Vamos desenvolver esse trabalho que já tem em três estados da Itália e gente está na França, uma aluna iniciou o trabalho na costa Rica. Eu estou querendo voltar ao Brasil daqui a um ano e aí teria um trabalho aqui, teríamos um trabalho internacional, é um grupo pequeno, não temos mania de grandeza. A gente quer assim, a capoeira que queremos, é a minha visão, humilde, a capoeira tá virando uma coisa comercial, as pessoas estão pensando em dinheiro, antigamente os mestres iam no seu trabalho e não cobravam, agora mesmo eu to aqui mas eu só vou ali se você me der tanto, ó eu vou passar na sua aula, lá em Paris já significa, você vai me dar duzentos euros se não eu não passo lá. Então não é para te ajudar te dar uma força porque você é do grupo, para te formar mais, não é. Eu preciso de dinheiro e você vai me pagar. Então essa coisa a gente já estava muito chateado, tanto do meu lado como o Mestre Paulinho Carioca do lado dele. A gente vai desenvolver a nossa capoeira, o nosso grupo que não vai pensar só em grana; como a gente vai pegar os 10% da mensalidade do aluno que ta dando aula. Não tem mensalidade, não tem porra nenhuma, tem a capoeira, uma coisa que a gente gosta, não tem agressividade, não tem nada, vamos tentar desenvolver uma técnica, um trabalho em comum, porque tem o outro lado da linguagem que a gente teve que adaptar.

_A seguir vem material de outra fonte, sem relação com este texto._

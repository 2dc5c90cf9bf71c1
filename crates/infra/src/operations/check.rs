//! Syntax check runs (`/sap/bc/adt/checkruns`)

use adtkit_core::AdtConnection;
use adtkit_domain::constants::{
    ACCEPT_CHECKRUN, CHECKRUN_PATH, CHECK_REPORTER, CONTENT_TYPE_CHECKRUN, CONTENT_TYPE_TEXT,
};
use adtkit_domain::{
    AdtRequest, CheckMessage, CheckReport, CheckSeverity, CheckVersion, Result,
};
use base64::engine::general_purpose::STANDARD;
use base64::Engine as _;
use tracing::debug;

use crate::xml::{self, escape};

/// Build the `chkrun:checkObjectList` request body.
///
/// With `source`, the text is checked in place of what is stored under
/// `source_uri`, so a new version can be verified before it is written.
pub fn check_request_body(
    object_uri: &str,
    version: CheckVersion,
    source: Option<(&str, &str)>,
) -> String {
    let artifacts = match source {
        Some((source_uri, text)) => format!(
            r#"
    <chkrun:artifacts>
      <chkrun:artifact chkrun:contentType="{content_type}" chkrun:uri="{uri}">
        <chkrun:content>{content}</chkrun:content>
      </chkrun:artifact>
    </chkrun:artifacts>
  "#,
            content_type = escape(CONTENT_TYPE_TEXT),
            uri = escape(source_uri),
            content = STANDARD.encode(text.as_bytes()),
        ),
        None => String::new(),
    };

    format!(
        r#"<?xml version="1.0" encoding="UTF-8"?>
<chkrun:checkObjectList xmlns:chkrun="http://www.sap.com/adt/checkrun" xmlns:adtcore="http://www.sap.com/adt/core">
  <chkrun:checkObject adtcore:uri="{uri}" chkrun:version="{version}">{artifacts}</chkrun:checkObject>
</chkrun:checkObjectList>"#,
        uri = escape(object_uri),
        version = version.as_str(),
    )
}

/// Run the ABAP check and return the unfiltered report.
pub async fn run_check(
    connection: &dyn AdtConnection,
    object_uri: &str,
    source_uri: &str,
    version: CheckVersion,
    source: Option<&str>,
) -> Result<CheckReport> {
    let body = check_request_body(object_uri, version, source.map(|text| (source_uri, text)));
    let request = AdtRequest::post(CHECKRUN_PATH)
        .query("reporters", CHECK_REPORTER)
        .content_type(CONTENT_TYPE_CHECKRUN)
        .accept(ACCEPT_CHECKRUN)
        .body(body);

    let response = connection.make_adt_request(request).await?;
    let report = parse_check_report(&response.body)?;
    debug!(
        uri = object_uri,
        %version,
        errors = report.errors().count(),
        warnings = report.warnings().count(),
        "check run finished"
    );
    Ok(report)
}

/// Run the check, drop `benign` messages and fail when errors remain.
pub async fn check_object(
    connection: &dyn AdtConnection,
    object_name: &str,
    object_uri: &str,
    source_uri: &str,
    version: CheckVersion,
    source: Option<&str>,
    benign: &[&str],
) -> Result<CheckReport> {
    run_check(connection, object_uri, source_uri, version, source)
        .await?
        .without_benign(benign)
        .into_result(object_name)
}

/// Parse a `chkrun:checkRunReports` response. An empty body is a clean run.
pub fn parse_check_report(body: &str) -> Result<CheckReport> {
    if body.trim().is_empty() {
        return Ok(CheckReport::default());
    }

    let root = xml::parse(body)?;
    let mut report = CheckReport::default();

    if let Some(node) = root.find("checkReport") {
        report.reporter = node.attr("reporter").map(str::to_string);
        report.triggering_uri = node.attr("triggeringUri").map(str::to_string);
        report.status = node.attr("status").map(str::to_string);
        report.status_text = node.attr("statusText").map(str::to_string);
    }

    for node in root.find_all("checkMessage") {
        let text = node
            .attr("shortText")
            .map(str::to_string)
            .or_else(|| node.text_of("shortText"))
            .unwrap_or_default();
        let mut message =
            CheckMessage::new(CheckSeverity::from_code(node.attr("type").unwrap_or("I")), text);
        message.uri = node.attr("uri").map(str::to_string);
        message.code = node.attr("code").map(str::to_string);
        if let Some((line, column)) = message.uri.as_deref().and_then(parse_position) {
            message.line = Some(line);
            message.column = Some(column);
        }
        report.messages.push(message);
    }

    Ok(report)
}

/// `...#start=12,4` -> `(12, 4)`
fn parse_position(uri: &str) -> Option<(u32, u32)> {
    let (_, fragment) = uri.split_once("#start=")?;
    let (line, rest) = fragment.split_once(',').unwrap_or((fragment, "0"));
    let column: String = rest.chars().take_while(char::is_ascii_digit).collect();
    Some((line.parse().ok()?, column.parse().unwrap_or(0)))
}

#[cfg(test)]
mod tests {
    use super::*;

    const MISSING_ENDIF: &str = r#"<?xml version="1.0" encoding="utf-8"?>
<chkrun:checkRunReports xmlns:chkrun="http://www.sap.com/adt/checkrun">
  <chkrun:checkReport chkrun:reporter="abapCheckRun" chkrun:triggeringUri="/sap/bc/adt/programs/programs/z_test_1" chkrun:status="processed" chkrun:statusText="Object Z_TEST_1 has been checked">
    <chkrun:checkMessageList>
      <chkrun:checkMessage chkrun:uri="/sap/bc/adt/programs/programs/z_test_1/source/main#start=3,0" chkrun:type="E" chkrun:shortText="IF block is not closed. ENDIF is missing." chkrun:code="MESSAGE_G-A"/>
      <chkrun:checkMessage chkrun:uri="/sap/bc/adt/programs/programs/z_test_1/source/main#start=1,0" chkrun:type="W" chkrun:shortText="Variable LV_X is not used."/>
    </chkrun:checkMessageList>
  </chkrun:checkReport>
</chkrun:checkRunReports>"#;

    #[test]
    fn parses_messages_with_positions() {
        let report = parse_check_report(MISSING_ENDIF).unwrap();

        assert_eq!(report.reporter.as_deref(), Some("abapCheckRun"));
        assert_eq!(report.status.as_deref(), Some("processed"));
        assert_eq!(report.messages.len(), 2);

        let error = &report.messages[0];
        assert_eq!(error.severity, CheckSeverity::Error);
        assert_eq!(error.line, Some(3));
        assert_eq!(error.column, Some(0));
        assert_eq!(error.code.as_deref(), Some("MESSAGE_G-A"));
        assert_eq!(report.messages[1].severity, CheckSeverity::Warning);
    }

    #[test]
    fn remaining_errors_fail_with_sap_text() {
        let error = parse_check_report(MISSING_ENDIF)
            .unwrap()
            .into_result("Z_TEST_1")
            .unwrap_err();
        assert!(error.to_string().contains("ENDIF is missing"));
        assert!(error.to_string().contains("line 3"));
    }

    #[test]
    fn empty_body_is_a_clean_report() {
        assert!(parse_check_report("").unwrap().messages.is_empty());
    }

    #[test]
    fn body_embeds_new_source_as_base64() {
        let body = check_request_body(
            "/sap/bc/adt/programs/programs/z_test_1",
            CheckVersion::Inactive,
            Some(("/sap/bc/adt/programs/programs/z_test_1/source/main", "REPORT z_test_1.")),
        );

        assert!(body.contains(r#"chkrun:version="inactive""#));
        assert!(body.contains(&STANDARD.encode("REPORT z_test_1.")));
        assert!(body.contains(r#"chkrun:uri="/sap/bc/adt/programs/programs/z_test_1/source/main""#));
    }

    #[test]
    fn body_without_source_has_no_artifacts() {
        let body = check_request_body("/sap/bc/adt/oo/classes/zcl_a", CheckVersion::Active, None);
        assert!(!body.contains("artifacts"));
        assert!(body.contains(r#"chkrun:version="active""#));
    }

    #[test]
    fn positions_are_read_from_uri_fragment() {
        assert_eq!(parse_position("/x/source/main#start=12,4"), Some((12, 4)));
        assert_eq!(parse_position("/x/source/main#start=7"), Some((7, 0)));
        assert_eq!(parse_position("/x/source/main"), None);
    }
}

Você chega aqui dá porrada, cotovelada e vai embora, o europeu não quer esse tipo de capoeira, tem alguns que gostam mas é raro. Você desenvolver um trabalho com criança, eu desenvolvo há mais de 20 anos, a maioria é adulto, mas é uma capoeira que você tem que explicar o fundamento tem que explicar o porque que é assim, porque da malícia, são coisas que a gente já sabe, é nascido com a gente é da nossa cultura popular, e para eles temos que explicar. Vamos criar ótimos capoeiristas, técnicos que não tem essa malícia no jogo e só vão aprender vindo aqui, é isso.